Only one stretch of the data below is wanted: the lines starting at the one with "#[derive(Clone)]" and ending at the one with "let entries = match", both included, given again exactly.

── Entries supplied ──

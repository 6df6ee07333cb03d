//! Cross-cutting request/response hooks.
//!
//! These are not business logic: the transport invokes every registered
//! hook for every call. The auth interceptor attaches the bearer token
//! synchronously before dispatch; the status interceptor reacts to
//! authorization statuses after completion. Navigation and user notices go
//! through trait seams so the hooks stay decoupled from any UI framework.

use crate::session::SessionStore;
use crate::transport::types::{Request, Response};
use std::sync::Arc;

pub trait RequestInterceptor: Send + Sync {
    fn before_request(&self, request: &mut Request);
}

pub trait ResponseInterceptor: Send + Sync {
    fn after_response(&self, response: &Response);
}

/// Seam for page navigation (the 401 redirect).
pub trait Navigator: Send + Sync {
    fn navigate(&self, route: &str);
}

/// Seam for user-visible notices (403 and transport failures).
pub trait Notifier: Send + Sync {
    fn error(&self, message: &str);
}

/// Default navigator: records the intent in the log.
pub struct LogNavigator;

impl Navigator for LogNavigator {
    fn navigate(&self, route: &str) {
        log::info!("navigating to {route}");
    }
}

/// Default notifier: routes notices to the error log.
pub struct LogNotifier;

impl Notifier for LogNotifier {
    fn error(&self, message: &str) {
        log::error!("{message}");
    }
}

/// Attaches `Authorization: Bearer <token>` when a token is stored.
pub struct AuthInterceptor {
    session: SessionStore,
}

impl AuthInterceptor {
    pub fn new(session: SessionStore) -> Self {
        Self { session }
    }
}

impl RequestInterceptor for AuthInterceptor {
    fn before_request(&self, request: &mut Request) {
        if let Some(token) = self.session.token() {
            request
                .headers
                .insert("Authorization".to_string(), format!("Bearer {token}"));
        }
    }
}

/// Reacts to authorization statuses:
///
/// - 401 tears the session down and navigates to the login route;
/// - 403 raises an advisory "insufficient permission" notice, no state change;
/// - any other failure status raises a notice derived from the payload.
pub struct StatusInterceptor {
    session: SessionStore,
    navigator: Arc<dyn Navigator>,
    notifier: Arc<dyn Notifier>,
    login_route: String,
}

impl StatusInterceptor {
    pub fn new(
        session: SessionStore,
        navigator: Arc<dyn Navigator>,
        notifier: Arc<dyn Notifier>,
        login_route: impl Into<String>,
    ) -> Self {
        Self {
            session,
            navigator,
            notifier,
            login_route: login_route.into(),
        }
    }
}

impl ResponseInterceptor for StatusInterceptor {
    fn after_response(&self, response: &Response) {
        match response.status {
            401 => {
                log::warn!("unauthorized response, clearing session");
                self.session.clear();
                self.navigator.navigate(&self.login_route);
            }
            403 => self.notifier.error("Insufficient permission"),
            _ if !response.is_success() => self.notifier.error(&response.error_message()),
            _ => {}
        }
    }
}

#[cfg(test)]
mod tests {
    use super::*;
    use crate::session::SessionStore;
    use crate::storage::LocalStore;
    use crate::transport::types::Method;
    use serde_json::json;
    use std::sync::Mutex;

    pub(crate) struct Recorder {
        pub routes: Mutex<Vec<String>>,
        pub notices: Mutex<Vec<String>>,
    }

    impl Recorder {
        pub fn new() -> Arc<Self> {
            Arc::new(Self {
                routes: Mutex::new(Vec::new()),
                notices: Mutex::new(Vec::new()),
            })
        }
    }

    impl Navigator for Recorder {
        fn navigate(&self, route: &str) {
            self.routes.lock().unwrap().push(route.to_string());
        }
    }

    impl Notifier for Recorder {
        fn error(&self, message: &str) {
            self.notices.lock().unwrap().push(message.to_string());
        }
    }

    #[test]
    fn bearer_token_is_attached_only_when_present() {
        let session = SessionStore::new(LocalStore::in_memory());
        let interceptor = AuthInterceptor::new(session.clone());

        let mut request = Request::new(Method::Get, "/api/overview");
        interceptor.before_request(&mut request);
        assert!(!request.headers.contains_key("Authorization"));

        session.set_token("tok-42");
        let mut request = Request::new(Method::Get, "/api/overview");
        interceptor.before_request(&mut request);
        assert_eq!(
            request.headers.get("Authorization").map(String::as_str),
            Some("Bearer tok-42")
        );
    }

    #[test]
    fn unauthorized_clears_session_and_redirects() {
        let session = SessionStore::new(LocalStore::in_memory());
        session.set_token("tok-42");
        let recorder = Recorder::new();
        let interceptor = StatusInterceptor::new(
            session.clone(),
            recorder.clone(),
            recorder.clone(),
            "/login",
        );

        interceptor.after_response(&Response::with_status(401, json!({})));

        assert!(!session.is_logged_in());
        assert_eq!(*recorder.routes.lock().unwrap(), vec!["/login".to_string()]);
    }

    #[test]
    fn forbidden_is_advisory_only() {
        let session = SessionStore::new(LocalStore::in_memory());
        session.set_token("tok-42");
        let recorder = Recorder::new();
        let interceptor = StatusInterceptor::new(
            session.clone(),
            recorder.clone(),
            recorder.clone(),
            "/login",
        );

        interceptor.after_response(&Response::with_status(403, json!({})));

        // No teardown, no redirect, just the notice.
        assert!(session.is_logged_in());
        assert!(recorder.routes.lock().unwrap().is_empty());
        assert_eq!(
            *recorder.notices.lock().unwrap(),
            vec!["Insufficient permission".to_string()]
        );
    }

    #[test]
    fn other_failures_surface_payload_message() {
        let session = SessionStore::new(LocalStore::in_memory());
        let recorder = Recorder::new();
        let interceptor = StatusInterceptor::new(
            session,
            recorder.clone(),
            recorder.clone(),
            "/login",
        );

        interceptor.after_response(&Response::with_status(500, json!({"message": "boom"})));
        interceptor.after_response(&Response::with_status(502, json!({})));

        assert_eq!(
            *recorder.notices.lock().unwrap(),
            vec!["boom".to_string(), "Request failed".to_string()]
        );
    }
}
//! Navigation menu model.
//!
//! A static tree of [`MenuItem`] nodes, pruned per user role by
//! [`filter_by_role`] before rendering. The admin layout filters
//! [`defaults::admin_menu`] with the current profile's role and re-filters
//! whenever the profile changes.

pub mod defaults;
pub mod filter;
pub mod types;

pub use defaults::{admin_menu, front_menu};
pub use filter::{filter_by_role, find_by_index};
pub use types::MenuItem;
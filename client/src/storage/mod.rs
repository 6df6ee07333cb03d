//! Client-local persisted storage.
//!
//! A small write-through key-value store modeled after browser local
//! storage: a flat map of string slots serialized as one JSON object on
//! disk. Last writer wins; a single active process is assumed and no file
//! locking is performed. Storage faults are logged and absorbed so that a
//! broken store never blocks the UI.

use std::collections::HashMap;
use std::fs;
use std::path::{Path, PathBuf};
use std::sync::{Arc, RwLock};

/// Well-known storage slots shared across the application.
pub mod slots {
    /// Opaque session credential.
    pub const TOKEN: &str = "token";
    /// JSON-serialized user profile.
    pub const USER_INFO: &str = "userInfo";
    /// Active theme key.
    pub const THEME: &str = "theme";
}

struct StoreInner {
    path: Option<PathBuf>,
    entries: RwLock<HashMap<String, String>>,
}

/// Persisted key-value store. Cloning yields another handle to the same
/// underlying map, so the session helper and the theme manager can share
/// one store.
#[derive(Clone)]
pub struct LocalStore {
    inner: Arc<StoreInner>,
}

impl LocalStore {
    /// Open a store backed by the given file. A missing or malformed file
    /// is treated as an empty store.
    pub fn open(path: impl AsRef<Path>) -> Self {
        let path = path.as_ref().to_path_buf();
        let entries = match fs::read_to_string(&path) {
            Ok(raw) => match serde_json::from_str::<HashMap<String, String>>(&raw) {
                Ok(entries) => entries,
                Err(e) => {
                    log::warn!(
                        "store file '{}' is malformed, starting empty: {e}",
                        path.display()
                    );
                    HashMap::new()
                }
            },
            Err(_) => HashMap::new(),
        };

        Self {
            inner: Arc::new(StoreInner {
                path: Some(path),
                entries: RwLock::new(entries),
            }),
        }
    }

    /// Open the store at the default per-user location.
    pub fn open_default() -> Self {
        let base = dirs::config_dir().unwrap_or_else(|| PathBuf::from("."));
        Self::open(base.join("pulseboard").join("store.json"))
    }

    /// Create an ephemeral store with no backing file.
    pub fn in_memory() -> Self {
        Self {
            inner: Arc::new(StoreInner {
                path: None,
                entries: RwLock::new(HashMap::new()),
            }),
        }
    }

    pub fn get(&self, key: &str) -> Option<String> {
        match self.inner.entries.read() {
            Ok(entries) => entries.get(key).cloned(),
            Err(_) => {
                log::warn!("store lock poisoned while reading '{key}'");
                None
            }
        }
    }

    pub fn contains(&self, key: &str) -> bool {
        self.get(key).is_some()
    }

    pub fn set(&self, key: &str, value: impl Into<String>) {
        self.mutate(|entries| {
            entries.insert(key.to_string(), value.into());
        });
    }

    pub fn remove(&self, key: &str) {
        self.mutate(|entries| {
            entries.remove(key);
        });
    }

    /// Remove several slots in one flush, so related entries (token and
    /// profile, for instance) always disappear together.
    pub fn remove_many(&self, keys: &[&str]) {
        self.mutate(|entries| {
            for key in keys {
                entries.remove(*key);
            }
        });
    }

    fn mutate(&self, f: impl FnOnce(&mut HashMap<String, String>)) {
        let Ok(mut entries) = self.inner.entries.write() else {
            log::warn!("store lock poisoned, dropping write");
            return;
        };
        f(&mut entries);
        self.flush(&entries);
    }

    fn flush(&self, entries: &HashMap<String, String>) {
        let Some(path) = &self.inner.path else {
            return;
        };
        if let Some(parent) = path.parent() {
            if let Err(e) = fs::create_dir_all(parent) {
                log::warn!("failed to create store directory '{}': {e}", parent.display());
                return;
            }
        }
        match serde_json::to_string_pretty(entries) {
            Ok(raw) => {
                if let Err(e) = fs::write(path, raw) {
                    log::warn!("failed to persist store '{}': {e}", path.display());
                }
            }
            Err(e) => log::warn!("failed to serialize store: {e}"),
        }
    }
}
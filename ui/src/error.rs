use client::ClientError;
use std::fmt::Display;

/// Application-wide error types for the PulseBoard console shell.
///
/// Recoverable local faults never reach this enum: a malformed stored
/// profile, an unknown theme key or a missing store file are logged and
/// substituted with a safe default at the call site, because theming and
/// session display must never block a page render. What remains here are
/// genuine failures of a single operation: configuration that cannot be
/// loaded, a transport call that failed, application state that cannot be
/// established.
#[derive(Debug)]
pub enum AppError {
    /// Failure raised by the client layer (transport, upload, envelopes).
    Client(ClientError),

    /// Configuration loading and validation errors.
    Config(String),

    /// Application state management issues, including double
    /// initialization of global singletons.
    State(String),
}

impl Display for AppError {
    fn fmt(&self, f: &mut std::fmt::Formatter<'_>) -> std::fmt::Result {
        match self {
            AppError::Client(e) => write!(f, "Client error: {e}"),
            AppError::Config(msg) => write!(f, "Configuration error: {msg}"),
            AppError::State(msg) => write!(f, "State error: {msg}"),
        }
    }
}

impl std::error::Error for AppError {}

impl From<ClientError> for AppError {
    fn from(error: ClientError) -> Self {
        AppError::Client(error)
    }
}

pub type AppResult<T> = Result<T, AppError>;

───

**Reply:**
#[derive(Clone)]
pub struct LocalStore {
    inner: Arc<StoreInner>,
}

impl LocalStore {
    /// Open a store backed by the given file. A missing or malformed file
    /// is treated as an empty store.
    pub fn open(path: impl AsRef<Path>) -> Self {
        let path = path.as_ref().to_path_buf();
        let entries = match fs::read_to_string(&path) {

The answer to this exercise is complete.